Cristy: The Darling Axe 'Setting the Stage - World-Building' session helped me hone in on the layers of world building and will further inform my writing practice as I edit books one and two in my trilogy, and as I set out to write book three.
How will your experience at the Writers' Summit inform your work with the Fed as you go forward?
Tara: It's always helpful to know there are other writers out there working through some of the same questions as I am. Connecting with community at the Summit helps me to feel less alone in the process!
Amber: Starting this position with a jaw-dropping showcase of the talent, depth and diversity of our writing community in BC was inspiring and energizing. My role at the Fed is largely fundraising which can be a bit dry at times but knowing the incredible people and programs for which I am raising money is majorly motivating and extremely exciting.
Meaghan: The Summit was a reminder of the value of community, and the importance of coming together to share knowledge, ideas, and experiences. Departing, I felt motivated. Excited to dive back into my writing life with renewed enthusiasm. Hopefully, my work compiling contest bank listings for FBCW members will continue to spark creativity in the coming months, and keep the momentum rolling.
Cristy: I loved meeting so many people over the course of the Writer's Summit; the energy and positive vibe was contagious! I plan to seek out future events from the Fed and to engage with more writers across BC.
Tara Borin is a poet and writer living in the traditional territory of the Tr'ondëk Hwëch'in, Dawson City, Yukon. They are the membership associate at the Federation of BC Writers. Tara's debut poetry collection, The Pit, is out now with Nightwood Editions. You can find Tara online at taraborinwrites.com and @tara_borin on Twitter.
Amber Cowie is a novelist living in a small town on the west coast of British Columbia. Her work has appeared in The New York Times, Salon, The Globe and Mail, Crime Reads, and Scary Mommy and has been endorsed by numerous bestsellers including Samantha M. Bailey, Shannon Kirk, Kerry Lonsdale, Catherine McKenzie, Robyn Harding, and Blake Crouch. Her first novel, Rapid Falls, was a Whistler Book Awards nominee, hit number one overall on Amazon, and was a top-100 bestselling Kindle book of 2018. Her next book, Last One Alive, will be released by Simon and Schuster Canada in the summer of 2022. Her work can be found at ambercowie.com. Amber is also a devoted (if slightly distracted) mother to two awesome kids and a partner to the amazing head brewer of Andina Brewing in East Van. She enjoys skiing, running and securing funding for awesome organizations like the Federation of BC Writers.
Meaghan Hackinen is a west coast writer, ultra-endurance cyclist, and contest bank compiler for the FBCW. Meaghan's two-wheeled adventures have taken her from Haida Gwaii to Mexico’s high plateaus, across Canada and the United States, and from North Cape to Tarifa along Europe’s highest paved roads. Her debut travel memoir, South Away: The Pacific Coast on Two Wheels (NeWest Press, 2019) was shortlisted for two Canadian book awards. Find Meaghan at meaghanhackinen.com.

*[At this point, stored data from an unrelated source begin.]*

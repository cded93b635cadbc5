//! Background work on a shared thread fed through a channel.
use std::{
    sync::{OnceLock, mpsc},
    thread,
    time::Duration,
};

use super::{WorkError, WorkRequest, WorkResponse};

struct WorkRequestEnvelope {
    request: WorkRequest,
    response_tx: mpsc::Sender<WorkResponse>,
}

// Shared worker thread sender reused across requests. `None` if spawning failed.
static WORKER_SENDER: OnceLock<Option<mpsc::Sender<WorkRequestEnvelope>>> = OnceLock::new();

/// A handle for polling background work completion.
pub(crate) struct WorkHandle {
    receiver: mpsc::Receiver<WorkResponse>,
}

impl std::fmt::Debug for WorkHandle {
    fn fmt(&self, f: &mut std::fmt::Formatter<'_>) -> std::fmt::Result {
        f.debug_struct("WorkHandle").finish()
    }
}

impl WorkHandle {
    /// Attempts to poll for a completed response.
    pub(crate) fn poll(&mut self) -> Result<Option<WorkResponse>, WorkError> {
        use mpsc::TryRecvError;

        match self.receiver.try_recv() {
            Ok(response) => Ok(Some(response)),
            Err(TryRecvError::Empty) => Ok(None),
            Err(TryRecvError::Disconnected) => Err(WorkError::WorkerDisconnected),
        }
    }

    /// Polls every `tick` until the response arrives, calling `on_tick` while
    /// it is still pending.
    pub(crate) fn wait(
        mut self,
        tick: Duration,
        mut on_tick: impl FnMut(),
    ) -> Result<WorkResponse, WorkError> {
        loop {
            if let Some(response) = self.poll()? {
                return Ok(response);
            }
            on_tick();
            thread::sleep(tick);
        }
    }
}

fn worker_sender() -> Result<&'static mpsc::Sender<WorkRequestEnvelope>, WorkError> {
    WORKER_SENDER
        .get_or_init(|| {
            let (tx, rx) = mpsc::channel::<WorkRequestEnvelope>();
            let spawned = thread::Builder::new()
                .name("picswap-worker".to_owned())
                .spawn(move || {
                    while let Ok(envelope) = rx.recv() {
                        let response = envelope.request.handle_catching_panics();
                        let _ = envelope.response_tx.send(response);
                    }
                });
            match spawned {
                Ok(_) => Some(tx),
                Err(err) => {
                    log::error!("cannot spawn background worker: {err}");
                    None
                }
            }
        })
        .as_ref()
        .ok_or(WorkError::WorkerSpawnFailed)
}

/// Starts the shared worker thread without sending a request.
pub(crate) fn warm_up() -> Result<(), WorkError> {
    worker_sender().map(|_| ())
}

/// Enqueues a background task on the shared worker thread and returns a handle
/// for polling completion.
pub(crate) fn enqueue(request: WorkRequest) -> Result<WorkHandle, WorkError> {
    let worker_tx = worker_sender()?;

    let (response_tx, response_rx) = mpsc::channel();
    worker_tx
        .send(WorkRequestEnvelope {
            request,
            response_tx,
        })
        .map_err(|_| WorkError::WorkerDisconnected)?;

    Ok(WorkHandle {
        receiver: response_rx,
    })
}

Cristy Watson has eight published novels for MG and YA readers. She loves entering writing contests and was pleasantly surprised to receive Editor’s Choice in the CV2, 2-Day Poem Contest in 2013, where contestants have 48 hours to write a poem using ten selected words. She also regularly participates in the Poetry Marathon in June, preferring the half-marathon where she writes twelve poems to twelve prompts in twelve hours. She is currently the Committee Chair for a secret, but very exciting, project that will be announced in the coming days. You can find Cristy here: cristywatsonauthor.wordpress.com and facebook.com/watsoncristy.
Jessica Cole is the Managing Editor of WordWorks Magazine.